Aim of the task: Each line in the records below that has the word "TagSink" should be copied.

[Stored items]
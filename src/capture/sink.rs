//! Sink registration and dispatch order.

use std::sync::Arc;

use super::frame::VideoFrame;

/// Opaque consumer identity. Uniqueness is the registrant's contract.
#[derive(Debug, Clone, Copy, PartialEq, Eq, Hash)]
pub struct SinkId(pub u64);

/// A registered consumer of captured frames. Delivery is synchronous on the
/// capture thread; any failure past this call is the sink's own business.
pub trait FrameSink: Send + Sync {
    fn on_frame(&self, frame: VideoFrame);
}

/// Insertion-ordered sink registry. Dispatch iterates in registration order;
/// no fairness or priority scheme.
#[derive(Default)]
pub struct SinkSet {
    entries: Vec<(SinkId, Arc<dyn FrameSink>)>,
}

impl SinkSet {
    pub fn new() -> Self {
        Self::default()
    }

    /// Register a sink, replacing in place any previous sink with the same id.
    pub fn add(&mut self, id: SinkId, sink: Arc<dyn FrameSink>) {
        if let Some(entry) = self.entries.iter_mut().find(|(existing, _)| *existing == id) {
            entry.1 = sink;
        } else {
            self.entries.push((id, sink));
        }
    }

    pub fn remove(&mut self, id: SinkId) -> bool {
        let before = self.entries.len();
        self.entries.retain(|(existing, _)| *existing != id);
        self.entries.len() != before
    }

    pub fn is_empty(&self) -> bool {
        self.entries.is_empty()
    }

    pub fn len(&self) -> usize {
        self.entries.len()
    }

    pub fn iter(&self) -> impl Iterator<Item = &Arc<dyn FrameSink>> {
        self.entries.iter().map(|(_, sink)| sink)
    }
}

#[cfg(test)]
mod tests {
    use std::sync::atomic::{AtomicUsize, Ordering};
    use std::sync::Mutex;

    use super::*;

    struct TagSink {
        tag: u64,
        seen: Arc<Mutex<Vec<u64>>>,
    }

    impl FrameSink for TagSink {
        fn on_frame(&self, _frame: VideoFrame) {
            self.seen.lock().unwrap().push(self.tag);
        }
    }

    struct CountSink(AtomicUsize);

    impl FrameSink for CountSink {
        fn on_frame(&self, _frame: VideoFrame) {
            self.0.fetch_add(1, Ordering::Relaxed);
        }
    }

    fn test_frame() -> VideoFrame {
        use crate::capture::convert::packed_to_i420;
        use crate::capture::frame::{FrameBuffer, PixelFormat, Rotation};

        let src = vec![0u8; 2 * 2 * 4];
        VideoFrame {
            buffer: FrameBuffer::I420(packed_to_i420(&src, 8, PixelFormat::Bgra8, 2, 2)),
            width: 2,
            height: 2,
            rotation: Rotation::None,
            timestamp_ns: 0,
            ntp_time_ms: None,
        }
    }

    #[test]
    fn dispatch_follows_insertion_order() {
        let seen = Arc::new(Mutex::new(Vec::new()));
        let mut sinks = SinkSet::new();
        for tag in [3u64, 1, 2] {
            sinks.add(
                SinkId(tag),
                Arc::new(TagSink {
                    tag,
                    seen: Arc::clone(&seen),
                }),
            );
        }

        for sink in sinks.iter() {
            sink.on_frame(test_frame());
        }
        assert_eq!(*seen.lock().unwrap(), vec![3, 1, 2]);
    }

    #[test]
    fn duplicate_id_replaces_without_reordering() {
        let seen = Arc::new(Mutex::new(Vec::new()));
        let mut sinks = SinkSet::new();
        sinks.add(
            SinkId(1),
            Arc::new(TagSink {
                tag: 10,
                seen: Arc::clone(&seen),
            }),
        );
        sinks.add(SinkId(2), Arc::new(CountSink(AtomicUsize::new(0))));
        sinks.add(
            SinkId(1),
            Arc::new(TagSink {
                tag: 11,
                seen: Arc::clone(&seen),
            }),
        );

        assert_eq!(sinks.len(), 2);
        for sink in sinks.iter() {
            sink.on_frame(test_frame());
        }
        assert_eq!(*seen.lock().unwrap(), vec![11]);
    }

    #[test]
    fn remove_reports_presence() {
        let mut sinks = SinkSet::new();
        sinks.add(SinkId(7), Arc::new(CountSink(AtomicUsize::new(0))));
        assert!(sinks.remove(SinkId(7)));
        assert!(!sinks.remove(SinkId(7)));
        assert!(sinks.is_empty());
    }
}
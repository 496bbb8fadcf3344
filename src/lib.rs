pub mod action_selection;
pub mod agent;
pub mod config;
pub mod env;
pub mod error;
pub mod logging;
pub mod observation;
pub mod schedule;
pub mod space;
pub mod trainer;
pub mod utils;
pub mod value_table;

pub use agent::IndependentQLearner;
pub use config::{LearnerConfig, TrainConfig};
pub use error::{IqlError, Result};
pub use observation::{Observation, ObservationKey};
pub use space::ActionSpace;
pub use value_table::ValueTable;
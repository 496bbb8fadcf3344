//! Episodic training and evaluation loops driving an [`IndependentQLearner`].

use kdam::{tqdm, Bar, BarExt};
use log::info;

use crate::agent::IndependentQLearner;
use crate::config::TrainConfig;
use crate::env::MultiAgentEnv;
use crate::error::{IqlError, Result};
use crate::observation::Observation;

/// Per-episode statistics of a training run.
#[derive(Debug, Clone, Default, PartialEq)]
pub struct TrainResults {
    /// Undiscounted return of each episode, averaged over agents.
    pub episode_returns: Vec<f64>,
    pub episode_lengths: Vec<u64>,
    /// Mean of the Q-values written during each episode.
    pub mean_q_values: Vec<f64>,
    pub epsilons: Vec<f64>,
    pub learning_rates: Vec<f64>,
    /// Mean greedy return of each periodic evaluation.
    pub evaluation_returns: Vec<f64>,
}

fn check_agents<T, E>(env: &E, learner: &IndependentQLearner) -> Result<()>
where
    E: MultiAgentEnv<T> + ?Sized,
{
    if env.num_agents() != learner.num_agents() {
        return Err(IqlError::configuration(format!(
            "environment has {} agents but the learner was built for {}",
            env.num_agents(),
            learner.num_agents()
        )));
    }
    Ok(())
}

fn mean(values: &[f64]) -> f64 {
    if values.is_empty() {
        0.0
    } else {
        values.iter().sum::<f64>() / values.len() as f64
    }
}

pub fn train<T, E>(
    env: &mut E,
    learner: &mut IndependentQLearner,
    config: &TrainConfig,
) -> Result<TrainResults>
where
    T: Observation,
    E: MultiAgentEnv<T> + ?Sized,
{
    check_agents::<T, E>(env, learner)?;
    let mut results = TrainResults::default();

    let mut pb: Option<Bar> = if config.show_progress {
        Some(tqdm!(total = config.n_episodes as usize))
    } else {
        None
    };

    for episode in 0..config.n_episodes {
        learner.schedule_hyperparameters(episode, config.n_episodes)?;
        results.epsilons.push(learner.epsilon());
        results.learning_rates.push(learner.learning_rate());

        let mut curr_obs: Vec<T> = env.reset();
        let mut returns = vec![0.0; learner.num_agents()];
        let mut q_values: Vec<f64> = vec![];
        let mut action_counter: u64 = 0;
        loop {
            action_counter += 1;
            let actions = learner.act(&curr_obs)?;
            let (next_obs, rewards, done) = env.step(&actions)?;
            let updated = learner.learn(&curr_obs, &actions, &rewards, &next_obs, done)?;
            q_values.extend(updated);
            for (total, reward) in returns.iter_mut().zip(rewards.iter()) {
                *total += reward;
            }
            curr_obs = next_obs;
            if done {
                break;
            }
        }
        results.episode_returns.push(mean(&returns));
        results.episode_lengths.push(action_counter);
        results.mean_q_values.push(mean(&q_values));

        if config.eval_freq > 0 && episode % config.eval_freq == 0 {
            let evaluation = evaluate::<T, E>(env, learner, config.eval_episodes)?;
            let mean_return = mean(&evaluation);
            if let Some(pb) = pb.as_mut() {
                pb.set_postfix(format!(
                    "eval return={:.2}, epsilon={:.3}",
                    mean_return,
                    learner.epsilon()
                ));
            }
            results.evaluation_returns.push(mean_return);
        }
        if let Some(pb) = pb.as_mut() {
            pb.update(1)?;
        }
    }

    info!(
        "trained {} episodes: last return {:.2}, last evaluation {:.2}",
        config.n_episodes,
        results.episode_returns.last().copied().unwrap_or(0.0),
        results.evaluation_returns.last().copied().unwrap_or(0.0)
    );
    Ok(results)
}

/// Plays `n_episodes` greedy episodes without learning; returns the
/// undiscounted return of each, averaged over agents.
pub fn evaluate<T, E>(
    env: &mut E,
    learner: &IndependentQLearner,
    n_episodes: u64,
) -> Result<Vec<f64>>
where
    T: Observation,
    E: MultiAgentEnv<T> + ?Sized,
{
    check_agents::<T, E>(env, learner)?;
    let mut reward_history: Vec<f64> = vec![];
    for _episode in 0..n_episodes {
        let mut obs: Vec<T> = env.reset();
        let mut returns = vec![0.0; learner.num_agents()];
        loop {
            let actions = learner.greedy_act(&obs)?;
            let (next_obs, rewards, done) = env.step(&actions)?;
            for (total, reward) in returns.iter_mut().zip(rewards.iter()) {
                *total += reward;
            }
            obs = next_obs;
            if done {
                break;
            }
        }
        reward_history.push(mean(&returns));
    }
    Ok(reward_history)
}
...
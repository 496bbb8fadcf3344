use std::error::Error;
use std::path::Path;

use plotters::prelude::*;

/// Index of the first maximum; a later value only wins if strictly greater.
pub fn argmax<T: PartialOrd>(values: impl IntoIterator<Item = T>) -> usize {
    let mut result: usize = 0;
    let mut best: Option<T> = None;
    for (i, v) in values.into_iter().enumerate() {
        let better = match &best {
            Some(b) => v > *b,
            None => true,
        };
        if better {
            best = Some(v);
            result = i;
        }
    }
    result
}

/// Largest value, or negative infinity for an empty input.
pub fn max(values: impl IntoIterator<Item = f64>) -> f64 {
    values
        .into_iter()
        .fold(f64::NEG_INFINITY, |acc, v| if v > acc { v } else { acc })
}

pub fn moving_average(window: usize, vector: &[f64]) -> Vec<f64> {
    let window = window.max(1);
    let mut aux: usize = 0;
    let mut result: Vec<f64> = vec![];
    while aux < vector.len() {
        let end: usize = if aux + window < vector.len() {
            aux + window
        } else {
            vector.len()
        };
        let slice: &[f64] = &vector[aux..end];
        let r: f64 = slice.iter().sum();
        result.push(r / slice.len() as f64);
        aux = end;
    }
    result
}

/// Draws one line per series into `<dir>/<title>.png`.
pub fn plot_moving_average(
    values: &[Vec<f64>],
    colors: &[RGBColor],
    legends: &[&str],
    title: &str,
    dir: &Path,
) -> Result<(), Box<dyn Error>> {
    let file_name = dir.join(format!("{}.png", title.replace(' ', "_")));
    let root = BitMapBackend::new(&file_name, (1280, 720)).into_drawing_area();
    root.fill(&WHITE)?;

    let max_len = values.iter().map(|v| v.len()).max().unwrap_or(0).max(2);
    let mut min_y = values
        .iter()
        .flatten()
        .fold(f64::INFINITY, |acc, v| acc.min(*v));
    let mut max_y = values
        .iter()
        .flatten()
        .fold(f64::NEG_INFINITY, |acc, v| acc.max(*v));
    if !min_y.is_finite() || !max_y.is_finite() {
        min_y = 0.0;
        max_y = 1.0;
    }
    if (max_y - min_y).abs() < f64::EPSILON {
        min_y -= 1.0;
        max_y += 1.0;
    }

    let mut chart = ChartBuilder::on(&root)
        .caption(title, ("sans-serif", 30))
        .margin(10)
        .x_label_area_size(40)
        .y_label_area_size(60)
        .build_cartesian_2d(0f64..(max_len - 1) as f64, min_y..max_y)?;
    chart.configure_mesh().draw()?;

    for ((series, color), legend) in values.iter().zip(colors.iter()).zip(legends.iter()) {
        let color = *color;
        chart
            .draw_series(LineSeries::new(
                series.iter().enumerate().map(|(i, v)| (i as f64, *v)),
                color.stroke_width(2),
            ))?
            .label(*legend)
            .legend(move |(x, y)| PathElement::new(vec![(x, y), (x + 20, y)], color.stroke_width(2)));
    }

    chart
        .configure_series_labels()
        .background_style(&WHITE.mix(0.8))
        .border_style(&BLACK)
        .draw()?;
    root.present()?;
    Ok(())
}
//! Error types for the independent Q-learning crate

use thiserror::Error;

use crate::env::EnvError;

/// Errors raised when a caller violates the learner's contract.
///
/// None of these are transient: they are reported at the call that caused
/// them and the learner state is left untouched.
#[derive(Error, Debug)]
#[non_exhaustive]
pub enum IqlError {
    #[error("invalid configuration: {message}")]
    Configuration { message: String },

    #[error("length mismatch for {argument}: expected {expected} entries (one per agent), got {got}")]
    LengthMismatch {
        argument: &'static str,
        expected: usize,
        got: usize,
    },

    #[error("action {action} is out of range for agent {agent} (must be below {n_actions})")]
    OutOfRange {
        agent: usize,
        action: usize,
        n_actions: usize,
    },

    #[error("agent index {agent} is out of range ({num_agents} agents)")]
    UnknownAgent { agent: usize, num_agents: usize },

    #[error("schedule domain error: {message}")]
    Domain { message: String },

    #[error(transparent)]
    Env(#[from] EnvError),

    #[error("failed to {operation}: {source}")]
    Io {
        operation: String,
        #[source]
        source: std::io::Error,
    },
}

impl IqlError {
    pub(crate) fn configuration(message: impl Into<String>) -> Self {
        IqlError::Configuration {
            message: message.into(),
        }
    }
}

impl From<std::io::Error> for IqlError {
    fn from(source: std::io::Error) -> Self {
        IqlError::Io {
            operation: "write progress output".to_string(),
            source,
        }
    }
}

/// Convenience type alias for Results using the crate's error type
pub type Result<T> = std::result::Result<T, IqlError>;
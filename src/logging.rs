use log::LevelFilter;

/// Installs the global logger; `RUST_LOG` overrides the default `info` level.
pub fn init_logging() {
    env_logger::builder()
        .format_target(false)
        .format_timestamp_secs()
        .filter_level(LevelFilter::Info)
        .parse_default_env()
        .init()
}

Task solution:
    struct TagSink {
    impl FrameSink for TagSink {
                Arc::new(TagSink {
            Arc::new(TagSink {
            Arc::new(TagSink {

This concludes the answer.